Hi everybody! Happy Tuesday! It’s been snowing here in D.C. again today… When will spring make up its mind to be spring and not winter?
Today, I wanted to share two articles on nutrition that I came across recently.
Since I started diligently watching my intake about a month ago, I’ve made some great changes to my eating habits. I used to chronically overeat for no real reason, and my food choices were never very good. (I even used to eat cake and cookies for breakfast until my husband caught me a few years ago!)
But even more than a new consciousness about portion sizes and watching my intake of fried foods and sweets, I’ve started to become conscious of the particular nutrients that are in foods. This is what Weight Watchers always tried to encourage, but for some reason, it is easier for me to be aware of it now — even while knowing that calorie count is the bottom line when it comes to weight gain or loss.
Last week, I found an article from Self magazine on “20 Superfoods for Weight Loss.” Here are some of the nutritional powerhouses recommended for health and satiety — which I’ve actually eaten in the last seven days:
- Salmon: “Not only do fish fats keep your heart healthy, but they shrink your waist, too. Omega-3 fatty acids improve insulin sensitivity—which helps build muscle and decrease belly fat. And the more muscle you have, the more calories your body burns.”
- Avocado: “Don’t let the fat content of an avocado (29 grams) scare you—that’s what makes it a top weight loss food. The heart-healthy monounsaturated fat it contains increases satiety. And it’s terrific party food.”
- Greek Yogurt
- Olive Oil
- Lentils: “Lentils are a bona fide belly flattener. Eating them helps prevent insulin spikes that cause your body to create excess fat, especially in the abdominal area.”
There are also some new-to-me foods on the list that I’d like to try, including almond butter and goji berries.
I also found another great article on nutrition yesterday from the Atlantic: “Science Compared Every Diet, and the Winner Is Real Food.” From the article:
Scientific publisher “Annual Reviews” asked [Dr. David] Katz [of Yale University’s Prevention Research Center] to compare the medical evidence for and against every mainstream diet. He says they came to him because of his penchant for dispassionate appraisals. “I don’t have a dog in the fight,” he told me. “I don’t care which diet is best. I care about the truth.”
Katz and Yale colleague Stephanie Meller published their findings in the current issue of the journal in a paper titled, “Can We Say What Diet Is Best for Health?” In it, they compare the major diets of the day: Low carb, low fat, low glycemic, Mediterranean, mixed/balanced (DASH), Paleolithic, vegan, and elements of other diets. . . . They conclude that no diet is clearly best, but there are common elements across eating patterns that are proven to be beneficial to health. “A diet of minimally processed foods close to nature, predominantly plants, is decisively associated with health promotion and disease prevention.”

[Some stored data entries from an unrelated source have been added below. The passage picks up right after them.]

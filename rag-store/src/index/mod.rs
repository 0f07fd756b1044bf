//! Vector index backends.

use std::{future::Future, pin::Pin};

use crate::config::VectorSpace;
use crate::errors::RagError;
use crate::record::{IndexPoint, ScoredPoint};

pub mod memory;

/// Boxed future returned by [`VectorIndex`] methods.
pub type IndexFuture<'a, T> = Pin<Box<dyn Future<Output = Result<T, RagError>> + Send + 'a>>;

/// Storage of (id, vector, payload) points grouped in named collections.
pub trait VectorIndex: Send + Sync {
    /// Short backend name for logs.
    fn backend(&self) -> &'static str;

    /// Creates `name` with a fixed vector space. An existing collection of
    /// the same name is dropped first.
    fn create_collection<'a>(&'a self, name: &'a str, space: &'a VectorSpace)
    -> IndexFuture<'a, ()>;

    /// Inserts or replaces points by id. Returns the number written.
    fn upsert<'a>(&'a self, collection: &'a str, points: Vec<IndexPoint>) -> IndexFuture<'a, usize>;

    /// Returns at most `top_k` points, best first.
    fn search<'a>(
        &'a self,
        collection: &'a str,
        vector: Vec<f32>,
        top_k: usize,
    ) -> IndexFuture<'a, Vec<ScoredPoint>>;
}
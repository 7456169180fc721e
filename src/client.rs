//! Jamf Pro API client
//!
//! Acquires a bearer token over HTTP Basic auth, caches it for the lifetime
//! of the client, and issues GET/POST/PUT requests under the `/JSSResource`
//! namespace. Failures surface once to the caller; there is no retry,
//! pooling, or pagination layer.

use reqwest::header::{ACCEPT, CONTENT_TYPE};
use reqwest::{RequestBuilder, Response, StatusCode};
use serde::Deserialize;
use tokio::sync::OnceCell;
use tracing::debug;

use crate::config::JamfConfig;
use crate::errors::{JamfError, JamfResult};

/// Statuses treated as success by every call; anything else is an error.
const SUCCESS_CODES: [StatusCode; 2] = [StatusCode::OK, StatusCode::CREATED];

const TOKEN_PATH: &str = "/api/v1/auth/token";
const RESOURCE_PATH: &str = "/JSSResource";

#[derive(Debug, Deserialize)]
struct TokenResponse {
    token: String,
}

/// Parsed body of a successful resource call.
///
/// The split is driven by the response `Content-Type`, not the configured
/// [`Format`](crate::Format): JSON bodies are decoded into
/// [`serde_json::Value`], anything else (XML included) is returned as raw
/// text.
#[derive(Debug, Clone, PartialEq)]
pub enum ResourceBody {
    Json(serde_json::Value),
    Text(String),
}

impl ResourceBody {
    pub fn as_json(&self) -> Option<&serde_json::Value> {
        match self {
            Self::Json(value) => Some(value),
            Self::Text(_) => None,
        }
    }

    pub fn as_text(&self) -> Option<&str> {
        match self {
            Self::Json(_) => None,
            Self::Text(text) => Some(text),
        }
    }

    pub fn into_json(self) -> Option<serde_json::Value> {
        match self {
            Self::Json(value) => Some(value),
            Self::Text(_) => None,
        }
    }

    pub fn into_text(self) -> Option<String> {
        match self {
            Self::Json(_) => None,
            Self::Text(text) => Some(text),
        }
    }
}

/// Authenticated client for the Jamf Pro REST API.
///
/// All requests share one underlying [`reqwest::Client`]. The bearer token
/// is fetched lazily by [`get_token`](Self::get_token) and cached for the
/// lifetime of the instance; concurrent first callers share a single
/// in-flight fetch. Resource responses are never cached.
pub struct JamfClient {
    config: JamfConfig,
    http: reqwest::Client,
    token: OnceCell<String>,
}

impl JamfClient {
    /// Create a new client from a validated configuration.
    ///
    /// # Errors
    /// Returns `JamfError::Config` if the HTTP transport cannot be built.
    pub fn new(config: JamfConfig) -> JamfResult<Self> {
        let http = reqwest::Client::builder()
            .build()
            .map_err(|e| JamfError::Config(format!("Failed to build HTTP client: {}", e)))?;

        Ok(Self { config, http, token: OnceCell::new() })
    }

    /// Whether a bearer token has been fetched and cached.
    pub fn has_token(&self) -> bool {
        self.token.get().is_some()
    }

    /// Fetch and cache the bearer token.
    ///
    /// Returns the cached token without a network call when one is already
    /// present. Otherwise issues one `POST {base_url}/api/v1/auth/token`
    /// with HTTP Basic auth; concurrent first callers share that single
    /// fetch. On failure the token stays unset, so a later call can retry.
    ///
    /// # Errors
    /// * `JamfError::Status` if the endpoint answers outside {200, 201}
    /// * `JamfError::Transport` on network failure or an unreadable body
    pub async fn get_token(&self) -> JamfResult<&str> {
        let token = self.token.get_or_try_init(|| self.fetch_token()).await?;
        Ok(token.as_str())
    }

    async fn fetch_token(&self) -> JamfResult<String> {
        let url = format!("{}{}", self.config.base_url, TOKEN_PATH);
        debug!(url = %url, "requesting bearer token");

        let response = self
            .http
            .post(&url)
            .basic_auth(&self.config.user, Some(&self.config.password))
            .header(ACCEPT, "application/json")
            .send()
            .await
            .map_err(JamfError::transport)?;

        let response = check_status(response)?;
        let body: TokenResponse = response.json().await.map_err(JamfError::transport)?;

        debug!("bearer token acquired");
        Ok(body.token)
    }

    /// Execute a GET request against `{base_url}/JSSResource{path}`.
    ///
    /// `path` is appended verbatim and must carry its own leading slash and
    /// query parameters. The `Accept` header follows the configured
    /// [`Format`](crate::Format).
    ///
    /// # Errors
    /// * `JamfError::Status` on a status outside {200, 201}
    /// * `JamfError::Transport` on network failure or an unreadable body
    pub async fn get(&self, path: &str) -> JamfResult<ResourceBody> {
        let url = self.resource_url(path);
        debug!(url = %url, "GET request");

        let request = self
            .authorized(self.http.get(&url))
            .header(ACCEPT, self.config.format.accept_header());

        execute(request).await
    }

    /// Execute a POST request against `{base_url}/JSSResource{path}`.
    ///
    /// `body` is a pre-serialized payload; when it is empty no payload is
    /// attached at all. No `Accept` or `Content-Type` header is set beyond
    /// the transport defaults.
    ///
    /// # Errors
    /// Same as [`get`](Self::get).
    pub async fn post(&self, path: &str, body: &str) -> JamfResult<ResourceBody> {
        let url = self.resource_url(path);
        debug!(url = %url, payload = !body.is_empty(), "POST request");

        let mut request = self.authorized(self.http.post(&url));
        if !body.is_empty() {
            request = request.body(body.to_owned());
        }

        execute(request).await
    }

    /// Execute a PUT request against `{base_url}/JSSResource{path}`.
    ///
    /// `body` is always sent as the payload, even when empty, with
    /// `Content-Type: application/xml` and `Accept: */*`.
    ///
    /// # Errors
    /// Same as [`get`](Self::get).
    pub async fn put(&self, path: &str, body: &str) -> JamfResult<ResourceBody> {
        let url = self.resource_url(path);
        debug!(url = %url, "PUT request");

        let request = self
            .authorized(self.http.put(&url))
            .header(ACCEPT, "*/*")
            .header(CONTENT_TYPE, "application/xml")
            .body(body.to_owned());

        execute(request).await
    }

    fn resource_url(&self, path: &str) -> String {
        // Verbatim concatenation: slash handling is the caller's contract.
        format!("{}{}{}", self.config.base_url, RESOURCE_PATH, path)
    }

    /// Attach `Authorization: Bearer <token>` when a token has been cached.
    fn authorized(&self, request: RequestBuilder) -> RequestBuilder {
        match self.token.get() {
            Some(token) => request.bearer_auth(token),
            None => request,
        }
    }
}

async fn execute(request: RequestBuilder) -> JamfResult<ResourceBody> {
    let response = request.send().await.map_err(JamfError::transport)?;
    let response = check_status(response)?;
    read_body(response).await
}

/// Fail on any status outside the success set. Early return: a bad status
/// never also produces a success outcome.
fn check_status(response: Response) -> JamfResult<Response> {
    let status = response.status();
    if SUCCESS_CODES.contains(&status) {
        Ok(response)
    } else {
        debug!(status = %status, "non-success response");
        Err(JamfError::from_status(status))
    }
}

async fn read_body(response: Response) -> JamfResult<ResourceBody> {
    let is_json = response
        .headers()
        .get(CONTENT_TYPE)
        .and_then(|value| value.to_str().ok())
        .map(|value| value.contains("json"))
        .unwrap_or(false);

    if is_json {
        let value = response.json().await.map_err(JamfError::transport)?;
        Ok(ResourceBody::Json(value))
    } else {
        let text = response.text().await.map_err(JamfError::transport)?;
        Ok(ResourceBody::Text(text))
    }
}
//! Error types for the Jamf Pro client.
//!
//! Every failure surfaces exactly once to the immediate caller; nothing in
//! this crate retries or recovers internally.

use thiserror::Error;

/// Result type alias for Jamf client operations
pub type JamfResult<T> = std::result::Result<T, JamfError>;

/// Errors surfaced by [`JamfClient`](crate::JamfClient).
#[derive(Debug, Error)]
pub enum JamfError {
    /// Invalid client configuration. Raised at construction time; no client
    /// instance is produced.
    #[error("Configuration error: {0}")]
    Config(String),

    /// The server answered with a status outside the success set {200, 201}.
    #[error("{message}")]
    Status {
        /// Numeric HTTP status code
        code: u16,
        /// `"<code> <canonical reason>"`, e.g. `"404 Not Found"`
        message: String,
    },

    /// The request failed below the HTTP layer, or the response body could
    /// not be read. `code` carries the response status when one exists.
    #[error("Transport error: {source}")]
    Transport {
        code: Option<u16>,
        #[source]
        source: reqwest::Error,
    },
}

impl JamfError {
    /// Build a `Status` error from a non-success response status.
    pub(crate) fn from_status(status: reqwest::StatusCode) -> Self {
        let code = status.as_u16();
        let message = match status.canonical_reason() {
            Some(reason) => format!("{} {}", code, reason),
            None => code.to_string(),
        };
        Self::Status { code, message }
    }

    /// Wrap a reqwest error, capturing the response status when one is
    /// attached. Must never panic: a connection-level failure carries no
    /// response at all.
    pub(crate) fn transport(source: reqwest::Error) -> Self {
        let code = source.status().map(|status| status.as_u16());
        Self::Transport { code, source }
    }

    /// HTTP status code associated with this error, if any.
    pub fn status_code(&self) -> Option<u16> {
        match self {
            Self::Config(_) => None,
            Self::Status { code, .. } => Some(*code),
            Self::Transport { code, .. } => *code,
        }
    }
}
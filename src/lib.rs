//! Minimal authenticated client for the Jamf Pro REST API.
//!
//! [`JamfClient`] acquires a bearer token over HTTP Basic auth
//! (`POST /api/v1/auth/token`), caches it for the lifetime of the instance,
//! and issues GET/POST/PUT requests under the `/JSSResource` namespace.
//! Success is exactly HTTP 200 or 201; everything else fails with a
//! [`JamfError`] carrying the status code. There is no retry, pooling,
//! pagination, or rate-limiting layer.
//!
//! # Example
//! ```no_run
//! use jamf_client::{JamfClient, JamfConfig};
//!
//! # async fn example() -> Result<(), jamf_client::JamfError> {
//! let config = JamfConfig::new("admin", "hunter2", "https://jss.example.com", "json")?;
//! let client = JamfClient::new(config)?;
//!
//! client.get_token().await?;
//! let computer = client.get("/computers/id/1").await?;
//! # Ok(())
//! # }
//! ```

pub mod client;
pub mod config;
pub mod errors;

pub use client::{JamfClient, ResourceBody};
pub use config::{Format, JamfConfig};
pub use errors::{JamfError, JamfResult};
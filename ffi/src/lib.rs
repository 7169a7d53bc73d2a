//! C-ABI wrapper around `pokedex-core`.
//!
//! # Overview
//! Exposes the list and detail controllers through `extern "C"` functions so
//! a native host can drive the Pokédex screens without linking to Rust's
//! async runtime or serde directly.
//!
//! # Design
//! - Every `extern "C"` function wraps its body in `catch_unwind` so panics
//!   never cross the FFI boundary.
//! - `pokedex_new` owns the Tokio runtime and the pooled transport; each
//!   controller handle keeps that runtime alive until it is freed. The last
//!   free shuts the runtime down without waiting for in-flight requests.
//! - States are handed out as `#[repr(C)]` snapshots. Change notification is
//!   a bare callback; the host then pulls a fresh snapshot.
//! - The C caller owns all returned pointers and must call the matching
//!   `pokedex_*free*` function to release them. Handles must not be freed
//!   from inside an observer callback.

pub mod types;

use std::ffi::{c_void, CStr};
use std::os::raw::c_char;
use std::panic::{catch_unwind, AssertUnwindSafe};
use std::sync::Arc;

use pokedex_core::{ClientConfig, PokemonDetailController, PokemonListController, PokemonRepository};
use tracing::{info, warn};
use tracing_subscriber::EnvFilter;

use types::*;

/// Read a borrowed C string; null or invalid UTF-8 yields `None`.
fn read_str<'a>(ptr: *const c_char) -> Option<&'a str> {
    if ptr.is_null() {
        return None;
    }
    unsafe { CStr::from_ptr(ptr) }.to_str().ok()
}

// ---------------------------------------------------------------------------
// Process lifecycle
// ---------------------------------------------------------------------------

/// Install a `tracing` fmt subscriber filtered by `RUST_LOG` (default
/// `info`). Returns false if a subscriber was already installed.
#[unsafe(no_mangle)]
pub extern "C" fn pokedex_init_logging() -> bool {
    catch_unwind(|| {
        tracing_subscriber::fmt()
            .with_env_filter(EnvFilter::try_from_default_env().unwrap_or_else(|_| EnvFilter::new("info")))
            .try_init()
            .is_ok()
    })
    .unwrap_or(false)
}

/// Create the Pokédex context: runtime, transport and repository.
///
/// Configuration comes from the `POKEDEX_*` environment variables; a
/// non-null `base_url` overrides `POKEDEX_BASE_URL`. Returns null if the
/// runtime cannot be started or if an internal panic occurs.
/// The caller must free the returned pointer with `pokedex_free`.
#[unsafe(no_mangle)]
pub extern "C" fn pokedex_new(base_url: *const c_char) -> *mut FfiPokedex {
    catch_unwind(|| {
        let mut config = ClientConfig::from_env().unwrap_or_else(|err| {
            warn!(error = %err, "ignoring invalid environment configuration");
            ClientConfig::default()
        });
        if let Some(url) = read_str(base_url) {
            config.base_url = url.to_string();
        }

        let runtime = match tokio::runtime::Builder::new_multi_thread()
            .enable_all()
            .thread_name("pokedex-worker")
            .build()
        {
            Ok(runtime) => runtime,
            Err(err) => {
                warn!(error = %err, "could not start runtime");
                return std::ptr::null_mut();
            }
        };

        let runtime = HostRuntime::new(runtime);
        let repository = match PokemonRepository::from_config(&config) {
            Ok(repository) => Arc::new(repository),
            Err(err) => {
                warn!(error = %err, "could not build transport");
                return std::ptr::null_mut();
            }
        };

        info!(base_url = %config.base_url, "pokedex context created");
        Box::into_raw(Box::new(FfiPokedex {
            runtime: Arc::new(runtime),
            repository,
            config,
        }))
    })
    .unwrap_or(std::ptr::null_mut())
}

/// Free a context created by `pokedex_new`. Safe to call with null.
/// Controllers created from it stay usable until they are freed.
#[unsafe(no_mangle)]
pub extern "C" fn pokedex_free(pokedex: *mut FfiPokedex) {
    if !pokedex.is_null() {
        let _ = catch_unwind(AssertUnwindSafe(|| {
            drop(unsafe { Box::from_raw(pokedex) });
        }));
    }
}

// ---------------------------------------------------------------------------
// List controller
// ---------------------------------------------------------------------------

/// Create a list controller and start its first fetch.
///
/// Returns null if `pokedex` is null.
/// The caller must free the returned pointer with `pokedex_list_free`.
#[unsafe(no_mangle)]
pub extern "C" fn pokedex_list_new(pokedex: *const FfiPokedex) -> *mut FfiListController {
    catch_unwind(AssertUnwindSafe(|| {
        if pokedex.is_null() {
            return std::ptr::null_mut();
        }
        let pokedex = unsafe { &*pokedex };
        let _entered = pokedex.runtime.handle().enter();
        let inner = PokemonListController::new(Arc::clone(&pokedex.repository), &pokedex.config);
        Box::into_raw(Box::new(FfiListController {
            inner,
            runtime: Arc::clone(&pokedex.runtime),
        }))
    }))
    .unwrap_or(std::ptr::null_mut())
}

/// Free a list controller, cancelling its work. Safe to call with null.
#[unsafe(no_mangle)]
pub extern "C" fn pokedex_list_free(list: *mut FfiListController) {
    if !list.is_null() {
        let _ = catch_unwind(AssertUnwindSafe(|| {
            drop(unsafe { Box::from_raw(list) });
        }));
    }
}

fn with_list(list: *const FfiListController, action: impl FnOnce(&FfiListController)) {
    if list.is_null() {
        return;
    }
    let list = unsafe { &*list };
    let _ = catch_unwind(AssertUnwindSafe(|| action(list)));
}

/// Fetch the list again. Ignored if `list` is null.
#[unsafe(no_mangle)]
pub extern "C" fn pokedex_list_fetch(list: *const FfiListController) {
    with_list(list, |list| list.inner.fetch());
}

/// Re-run the fetch after an error. Ignored if `list` is null.
#[unsafe(no_mangle)]
pub extern "C" fn pokedex_list_retry(list: *const FfiListController) {
    with_list(list, |list| list.inner.retry());
}

/// Pull-to-refresh. Ignored if `list` is null.
#[unsafe(no_mangle)]
pub extern "C" fn pokedex_list_refresh(list: *const FfiListController) {
    with_list(list, |list| list.inner.refresh());
}

/// Set the raw search query. A null `query` clears it.
#[unsafe(no_mangle)]
pub extern "C" fn pokedex_list_set_query(list: *const FfiListController, query: *const c_char) {
    with_list(list, |list| list.inner.set_search_query(read_str(query).unwrap_or("")));
}

#[unsafe(no_mangle)]
pub extern "C" fn pokedex_list_set_search_visible(list: *const FfiListController, visible: bool) {
    with_list(list, |list| list.inner.set_search_visible(visible));
}

/// Whether the search field is shown. False if `list` is null.
#[unsafe(no_mangle)]
pub extern "C" fn pokedex_list_search_visible(list: *const FfiListController) -> bool {
    if list.is_null() {
        return false;
    }
    let list = unsafe { &*list };
    catch_unwind(AssertUnwindSafe(|| list.inner.search_visible())).unwrap_or(false)
}

/// Snapshot of the displayed list state. Stays `Loading` until an observer
/// is attached with `pokedex_list_observe`.
///
/// Returns null if `list` is null.
/// The caller must free the returned pointer with `pokedex_free_list_state`.
#[unsafe(no_mangle)]
pub extern "C" fn pokedex_list_state(list: *const FfiListController) -> *mut FfiListState {
    if list.is_null() {
        return std::ptr::null_mut();
    }
    let list = unsafe { &*list };
    catch_unwind(AssertUnwindSafe(|| FfiListState::from_core(&list.inner.state())))
        .unwrap_or(std::ptr::null_mut())
}

/// Free a snapshot returned by `pokedex_list_state`. Safe to call with null.
#[unsafe(no_mangle)]
pub extern "C" fn pokedex_free_list_state(state: *mut FfiListState) {
    if !state.is_null() {
        let _ = catch_unwind(AssertUnwindSafe(|| unsafe { FfiListState::free(state) }));
    }
}

/// Attach `callback` to the displayed list state. Attaching starts the
/// list's filtering; it stops a grace period after the last observer is
/// freed.
///
/// Returns null if `list` or `callback` is null.
/// The caller must free the returned pointer with `pokedex_observer_free`.
#[unsafe(no_mangle)]
pub extern "C" fn pokedex_list_observe(
    list: *const FfiListController,
    callback: FfiStateCallback,
    user_data: *mut c_void,
) -> *mut FfiObserver {
    let Some(callback) = callback else {
        return std::ptr::null_mut();
    };
    if list.is_null() {
        return std::ptr::null_mut();
    }
    let list = unsafe { &*list };
    let user_data = UserData::new(user_data);

    catch_unwind(AssertUnwindSafe(move || {
        let mut subscription = list.inner.subscribe();
        let task = list.runtime.handle().spawn(async move {
            while subscription.changed().await {
                callback(user_data.get());
            }
        });
        Box::into_raw(Box::new(FfiObserver {
            task: task.abort_handle(),
        }))
    }))
    .unwrap_or(std::ptr::null_mut())
}

// ---------------------------------------------------------------------------
// Detail controller
// ---------------------------------------------------------------------------

/// Create a detail controller. Nothing is fetched until `pokedex_detail_load`.
///
/// Returns null if `pokedex` is null.
/// The caller must free the returned pointer with `pokedex_detail_free`.
#[unsafe(no_mangle)]
pub extern "C" fn pokedex_detail_new(pokedex: *const FfiPokedex) -> *mut FfiDetailController {
    catch_unwind(AssertUnwindSafe(|| {
        if pokedex.is_null() {
            return std::ptr::null_mut();
        }
        let pokedex = unsafe { &*pokedex };
        let _entered = pokedex.runtime.handle().enter();
        let inner = PokemonDetailController::new(Arc::clone(&pokedex.repository));
        Box::into_raw(Box::new(FfiDetailController {
            inner,
            runtime: Arc::clone(&pokedex.runtime),
        }))
    }))
    .unwrap_or(std::ptr::null_mut())
}

/// Free a detail controller, cancelling its work. Safe to call with null.
#[unsafe(no_mangle)]
pub extern "C" fn pokedex_detail_free(detail: *mut FfiDetailController) {
    if !detail.is_null() {
        let _ = catch_unwind(AssertUnwindSafe(|| {
            drop(unsafe { Box::from_raw(detail) });
        }));
    }
}

/// Load the Pokémon with `id`. Ignored if `detail` is null.
#[unsafe(no_mangle)]
pub extern "C" fn pokedex_detail_load(detail: *const FfiDetailController, id: u32) {
    if detail.is_null() {
        return;
    }
    let detail = unsafe { &*detail };
    let _ = catch_unwind(AssertUnwindSafe(|| detail.inner.load(id)));
}

/// Load the last requested id again. Ignored if `detail` is null.
#[unsafe(no_mangle)]
pub extern "C" fn pokedex_detail_retry(detail: *const FfiDetailController) {
    if detail.is_null() {
        return;
    }
    let detail = unsafe { &*detail };
    let _ = catch_unwind(AssertUnwindSafe(|| detail.inner.retry()));
}

/// Snapshot of the detail state.
///
/// Returns null if `detail` is null.
/// The caller must free the returned pointer with `pokedex_free_detail_state`.
#[unsafe(no_mangle)]
pub extern "C" fn pokedex_detail_state(detail: *const FfiDetailController) -> *mut FfiDetailState {
    if detail.is_null() {
        return std::ptr::null_mut();
    }
    let detail = unsafe { &*detail };
    catch_unwind(AssertUnwindSafe(|| FfiDetailState::from_core(&detail.inner.state())))
        .unwrap_or(std::ptr::null_mut())
}

/// Free a snapshot returned by `pokedex_detail_state`. Safe to call with null.
#[unsafe(no_mangle)]
pub extern "C" fn pokedex_free_detail_state(state: *mut FfiDetailState) {
    if !state.is_null() {
        let _ = catch_unwind(AssertUnwindSafe(|| unsafe { FfiDetailState::free(state) }));
    }
}

/// Attach `callback` to the detail state.
///
/// Returns null if `detail` or `callback` is null.
/// The caller must free the returned pointer with `pokedex_observer_free`.
#[unsafe(no_mangle)]
pub extern "C" fn pokedex_detail_observe(
    detail: *const FfiDetailController,
    callback: FfiStateCallback,
    user_data: *mut c_void,
) -> *mut FfiObserver {
    let Some(callback) = callback else {
        return std::ptr::null_mut();
    };
    if detail.is_null() {
        return std::ptr::null_mut();
    }
    let detail = unsafe { &*detail };
    let user_data = UserData::new(user_data);

    catch_unwind(AssertUnwindSafe(move || {
        let mut states = detail.inner.subscribe();
        let task = detail.runtime.handle().spawn(async move {
            while states.changed().await.is_ok() {
                callback(user_data.get());
            }
        });
        Box::into_raw(Box::new(FfiObserver {
            task: task.abort_handle(),
        }))
    }))
    .unwrap_or(std::ptr::null_mut())
}

/// Detach and free an observer. Safe to call with null.
#[unsafe(no_mangle)]
pub extern "C" fn pokedex_observer_free(observer: *mut FfiObserver) {
    if !observer.is_null() {
        let _ = catch_unwind(AssertUnwindSafe(|| {
            drop(unsafe { Box::from_raw(observer) });
        }));
    }
}

// ---------------------------------------------------------------------------
// Unit tests
// ---------------------------------------------------------------------------
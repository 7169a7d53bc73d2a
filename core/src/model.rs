//! Display-ready models produced by the mapping layer.

use serde::Serialize;

/// One row of the catalog list.
#[derive(Debug, Clone, PartialEq, Eq, Serialize)]
pub struct ListItem {
    pub id: u32,
    pub name: String,
    pub image_url: String,
}

/// Everything the detail page renders, already formatted.
#[derive(Debug, Clone, PartialEq, Eq, Serialize)]
pub struct DetailItem {
    /// `#` followed by the id zero-padded to three digits, e.g. `#001`.
    pub display_id: String,
    pub name: String,
    pub description: String,
    /// e.g. `6.9 KG`
    pub weight: String,
    /// e.g. `0.7 M`
    pub height: String,
    pub color: String,
    pub image_url: String,
    /// `(ability name, is hidden)`
    pub abilities: Vec<(String, bool)>,
    /// `(stat name, base value)`
    pub stats: Vec<(String, i32)>,
    pub types: Vec<String>,
}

The article also gives a shout out to Michael Pollan, a whole-foods advocate:
A nod to the fact that popular media is not totally lost, Katz borrows from the writer Michael Pollan, citing a seminal 2007 “New York Times Magazine” article on “nutritionism” in concluding that the mantra, “Eat food, not too much, mostly plants” is sound. “That’s an excellent idea, and yet somehow it turns out to be extremely radical.”
Though Katz also says it isn’t nearly enough. “That doesn’t help you pick the most nutritious bread, or the best pasta sauce. A member of the foodie elite might say you shouldn’t eat anything from a bag, box, bottle, jar, or can.” That’s admittedly impractical. “We do need to look at all the details that populate the space between where we are and where we want to be.”
Michael Pollan’s book In Defense of Food is basically an expanded version of the New York Times Magazine article. I have it and need to re-read it.
I have a long way to go on this subject, especially in the processed foods department, but I’m happy that I’m learning! Somehow, I made it past high school and college without really digesting (pardon the pun) much of this information.
Do you have any favorite nutrition resources? I’d love to hear about them!
Have you always been conscious of your eating habits, or is it something you’ve had to work on?